** Opening Listed entries block **

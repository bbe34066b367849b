#![forbid(unsafe_code)]

use kn_store::board_files::load_board;
use kn_store::migrate::{MigrateOptions, MigrateStatus, migrate_boards};
use kn_store::StoreError;
use std::path::{Path, PathBuf};

fn temp_dir(test_name: &str) -> PathBuf {
    let base = std::env::temp_dir();
    let pid = std::process::id();
    let nonce = std::time::SystemTime::now()
        .duration_since(std::time::UNIX_EPOCH)
        .unwrap_or_default()
        .as_nanos();
    let dir = base.join(format!("kn_store_migrate_{test_name}_{pid}_{nonce}"));
    std::fs::create_dir_all(&dir).expect("create temp dir");
    dir
}

struct TempDir(PathBuf);

impl TempDir {
    fn new(test_name: &str) -> Self {
        Self(temp_dir(test_name))
    }

    fn path(&self) -> &Path {
        &self.0
    }
}

impl Drop for TempDir {
    fn drop(&mut self) {
        let _ = std::fs::remove_dir_all(&self.0);
    }
}

fn write_legacy_board(dir: &Path, filename: &str) {
    let body = r#"configuration:
  name: Test Board
  description: Test board description
  columns:
    - To Do
    - In Progress
    - Done
tasks: {}
sprints: {}
metadata:
  nextId: 1
  version: "0.1"
  createdAt: "2024-01-01T00:00:00Z"
  lastModified: "2024-01-01T00:00:00Z"
"#;
    std::fs::write(dir.join(filename), body).expect("write legacy board");
}

fn write_current_board(dir: &Path, filename: &str) {
    let body = r#"name: Current Board
description: Already current
columns:
  - name: To Do
  - name: In Progress
  - name: Done
tasks: {}
labels: []
sprints: []
metadata:
  nextId: 1
  version: "0.2"
dates:
  created: "2024-01-01T00:00:00Z"
  updated: "2024-01-01T00:00:00Z"
  saved: "2024-01-01T00:00:00Z"
"#;
    std::fs::write(dir.join(filename), body).expect("write current board");
}

fn files_options(files: &[&str]) -> MigrateOptions {
    MigrateOptions {
        files: Some(files.iter().map(|name| name.to_string()).collect()),
        ..MigrateOptions::default()
    }
}

#[test]
fn migrates_single_legacy_file() {
    let dir = TempDir::new("single_legacy");
    write_legacy_board(dir.path(), "a.knbn");

    let report = migrate_boards(dir.path(), &files_options(&["a.knbn"])).expect("batch");

    assert_eq!(report.migrated_count, 1);
    assert_eq!(report.skipped_count, 0);
    assert_eq!(report.error_count, 0);
    assert_eq!(report.results.len(), 1);
    let result = &report.results[0];
    assert_eq!(result.status, MigrateStatus::Migrated);
    assert_eq!(result.filename, "a.knbn");
    assert_eq!(result.from_version.as_deref(), Some("0.1"));
    assert_eq!(result.to_version.as_deref(), Some("0.2"));

    let board = load_board(&dir.path().join("a.knbn")).expect("load migrated board");
    assert_eq!(board.metadata.version, "0.2");
    assert_eq!(board.name, "Test Board");
}

#[test]
fn skips_file_already_at_latest_version() {
    let dir = TempDir::new("skip_current");
    write_current_board(dir.path(), "current.knbn");
    let before = std::fs::read_to_string(dir.path().join("current.knbn")).expect("read");

    let report = migrate_boards(dir.path(), &files_options(&["current.knbn"])).expect("batch");

    assert_eq!(report.migrated_count, 0);
    assert_eq!(report.skipped_count, 1);
    assert_eq!(report.error_count, 0);
    let result = &report.results[0];
    assert_eq!(result.status, MigrateStatus::Skipped);
    assert!(result.message.contains("Already at latest version"));
    assert_eq!(result.from_version, result.to_version);

    // Skipped files are never rewritten, byte for byte.
    let after = std::fs::read_to_string(dir.path().join("current.knbn")).expect("read");
    assert_eq!(before, after);
    assert!(!dir.path().join("current.knbn.bak").exists());
}

#[test]
fn reports_missing_file_without_reading() {
    let dir = TempDir::new("missing_file");

    let report = migrate_boards(dir.path(), &files_options(&["missing.knbn"])).expect("batch");

    assert_eq!(report.error_count, 1);
    assert_eq!(report.results[0].status, MigrateStatus::Error);
    assert!(report.results[0].message.contains("File not found"));
    assert!(report.results[0].from_version.is_none());
    assert!(report.results[0].to_version.is_none());
}

#[test]
fn reports_undecodable_file_as_invalid_format() {
    let dir = TempDir::new("invalid_yaml");
    std::fs::write(dir.path().join("invalid.knbn"), "invalid: yaml: [content").expect("write");

    let report = migrate_boards(dir.path(), &files_options(&["invalid.knbn"])).expect("batch");

    assert_eq!(report.error_count, 1);
    assert!(
        report.results[0]
            .message
            .contains("Invalid board file format")
    );
}

#[test]
fn reports_file_without_version_metadata_as_invalid_format() {
    let dir = TempDir::new("no_version");
    std::fs::write(
        dir.path().join("no-version.knbn"),
        "name: No Version\ndescription: Missing version\n",
    )
    .expect("write");

    let report = migrate_boards(dir.path(), &files_options(&["no-version.knbn"])).expect("batch");

    assert_eq!(report.error_count, 1);
    assert!(
        report.results[0]
            .message
            .contains("Invalid board file format")
    );
}

#[test]
fn reports_unsupported_version_as_migration_failure() {
    let dir = TempDir::new("unsupported");
    std::fs::write(
        dir.path().join("bad.knbn"),
        "metadata:\n  version: \"999.0.0\"\n",
    )
    .expect("write");

    let report = migrate_boards(dir.path(), &files_options(&["bad.knbn"])).expect("batch");

    assert_eq!(report.error_count, 1);
    assert!(report.results[0].message.contains("Migration failed"));
    assert!(report.results[0].message.contains("999.0.0"));
}

#[test]
fn isolates_failures_per_file_in_input_order() {
    let dir = TempDir::new("isolation");
    write_legacy_board(dir.path(), "old.knbn");
    write_current_board(dir.path(), "current.knbn");
    std::fs::write(dir.path().join("invalid.knbn"), "invalid content").expect("write");

    let report = migrate_boards(
        dir.path(),
        &files_options(&["old.knbn", "current.knbn", "invalid.knbn", "nonexistent.knbn"]),
    )
    .expect("batch");

    assert_eq!(report.migrated_count, 1);
    assert_eq!(report.skipped_count, 1);
    assert_eq!(report.error_count, 2);
    assert_eq!(report.results.len(), 4);
    assert_eq!(report.results[0].status, MigrateStatus::Migrated);
    assert_eq!(report.results[1].status, MigrateStatus::Skipped);
    assert_eq!(report.results[2].status, MigrateStatus::Error);
    assert_eq!(report.results[3].status, MigrateStatus::Error);

    // A failing file in the middle must not stop later files from migrating.
    let board = load_board(&dir.path().join("old.knbn")).expect("load migrated board");
    assert_eq!(board.metadata.version, "0.2");
}

#[test]
fn count_invariant_holds_for_every_batch() {
    let dir = TempDir::new("count_invariant");
    write_legacy_board(dir.path(), "a.knbn");
    write_current_board(dir.path(), "b.knbn");

    let report = migrate_boards(
        dir.path(),
        &files_options(&["a.knbn", "b.knbn", "missing-1.knbn", "missing-2.knbn"]),
    )
    .expect("batch");

    assert_eq!(
        report.migrated_count + report.skipped_count + report.error_count,
        report.results.len()
    );
    assert_eq!(report.results.len(), 4);
}

#[test]
fn all_mode_processes_only_board_files() {
    let dir = TempDir::new("all_mode");
    write_legacy_board(dir.path(), "board1.knbn");
    write_legacy_board(dir.path(), "board2.knbn");
    write_current_board(dir.path(), "board3.knbn");
    std::fs::write(dir.path().join("readme.txt"), "not a board file").expect("write");

    let report = migrate_boards(
        dir.path(),
        &MigrateOptions {
            all: true,
            ..MigrateOptions::default()
        },
    )
    .expect("batch");

    assert_eq!(report.migrated_count, 2);
    assert_eq!(report.skipped_count, 1);
    assert_eq!(report.error_count, 0);
    let mut processed = report
        .results
        .iter()
        .map(|result| result.filename.clone())
        .collect::<Vec<_>>();
    processed.sort();
    assert_eq!(processed, vec!["board1.knbn", "board2.knbn", "board3.knbn"]);
}

#[test]
fn all_mode_over_empty_directory_yields_empty_report() {
    let dir = TempDir::new("all_empty");

    let report = migrate_boards(
        dir.path(),
        &MigrateOptions {
            all: true,
            ..MigrateOptions::default()
        },
    )
    .expect("batch");

    assert_eq!(report.migrated_count, 0);
    assert_eq!(report.skipped_count, 0);
    assert_eq!(report.error_count, 0);
    assert!(report.results.is_empty());
    assert!(report.summary.contains("No .knbn files found"));
}

#[test]
fn dry_run_reports_without_touching_disk() {
    let dir = TempDir::new("dry_run");
    write_legacy_board(dir.path(), "test.knbn");
    let before = std::fs::read_to_string(dir.path().join("test.knbn")).expect("read");

    let report = migrate_boards(
        dir.path(),
        &MigrateOptions {
            files: Some(vec!["test.knbn".to_string()]),
            dry_run: true,
            backup: true,
            ..MigrateOptions::default()
        },
    )
    .expect("batch");

    assert_eq!(report.migrated_count, 1);
    assert_eq!(report.results[0].status, MigrateStatus::Migrated);
    assert!(
        report.results[0]
            .message
            .contains("Would migrate from 0.1 to 0.2")
    );
    assert!(report.summary.contains("Would migrate: 1 files"));
    assert!(
        report
            .summary
            .contains("Run without dryRun to perform the migration")
    );

    // Simulation purity: no bytes changed and no backup appeared, even with
    // the backup flag set.
    let after = std::fs::read_to_string(dir.path().join("test.knbn")).expect("read");
    assert_eq!(before, after);
    assert!(!dir.path().join("test.knbn.bak").exists());
    assert!(!report.results[0].backup_created);
}

#[test]
fn backup_preserves_original_bytes_before_overwrite() {
    let dir = TempDir::new("backup");
    write_legacy_board(dir.path(), "test.knbn");
    let original = std::fs::read_to_string(dir.path().join("test.knbn")).expect("read");

    let report = migrate_boards(
        dir.path(),
        &MigrateOptions {
            files: Some(vec!["test.knbn".to_string()]),
            backup: true,
            ..MigrateOptions::default()
        },
    )
    .expect("batch");

    assert_eq!(report.migrated_count, 1);
    assert!(report.results[0].backup_created);

    let backup = std::fs::read_to_string(dir.path().join("test.knbn.bak")).expect("read backup");
    assert_eq!(backup, original);

    let board = load_board(&dir.path().join("test.knbn")).expect("load migrated board");
    assert_eq!(board.metadata.version, "0.2");
}

#[test]
fn no_backup_without_flag() {
    let dir = TempDir::new("no_backup");
    write_legacy_board(dir.path(), "test.knbn");

    let report = migrate_boards(dir.path(), &files_options(&["test.knbn"])).expect("batch");

    assert_eq!(report.migrated_count, 1);
    assert!(!report.results[0].backup_created);
    assert!(!dir.path().join("test.knbn.bak").exists());
}

#[test]
fn neither_files_nor_all_is_a_configuration_error() {
    let dir = TempDir::new("config_error");

    let err = migrate_boards(dir.path(), &MigrateOptions::default()).expect_err("must refuse");
    assert!(matches!(err, StoreError::InvalidInput(_)));
    assert!(err.to_string().contains("files array or all flag"));
}

#[test]
fn summary_lists_counts_and_errors() {
    let dir = TempDir::new("summary");
    write_legacy_board(dir.path(), "a.knbn");

    let ok_report = migrate_boards(dir.path(), &files_options(&["a.knbn"])).expect("batch");
    assert!(ok_report.summary.contains("Migration Summary:"));
    assert!(ok_report.summary.contains("Migrated: 1 files"));
    assert!(ok_report.summary.contains("Already current: 0 files"));
    assert!(!ok_report.summary.contains("Errors:"));

    let err_report = migrate_boards(dir.path(), &files_options(&["gone.knbn"])).expect("batch");
    assert!(err_report.summary.contains("Errors: 1 files"));
}

#[test]
fn migrating_twice_is_idempotent() {
    let dir = TempDir::new("idempotent");
    write_legacy_board(dir.path(), "a.knbn");

    let first = migrate_boards(dir.path(), &files_options(&["a.knbn"])).expect("batch");
    assert_eq!(first.migrated_count, 1);

    let bytes_after_first = std::fs::read_to_string(dir.path().join("a.knbn")).expect("read");
    let second = migrate_boards(
        dir.path(),
        &MigrateOptions {
            files: Some(vec!["a.knbn".to_string()]),
            backup: true,
            ..MigrateOptions::default()
        },
    )
    .expect("batch");

    assert_eq!(second.migrated_count, 0);
    assert_eq!(second.skipped_count, 1);
    let bytes_after_second = std::fs::read_to_string(dir.path().join("a.knbn")).expect("read");
    assert_eq!(bytes_after_first, bytes_after_second);
    assert!(!dir.path().join("a.knbn.bak").exists());
}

** Closing Listed entries block **

* [Task item]
If a line in the records contains "processed", report it.

* [Written solution]
    let mut processed = report
    processed.sort();
    assert_eq!(processed, vec!["board1.knbn", "board2.knbn", "board3.knbn"]);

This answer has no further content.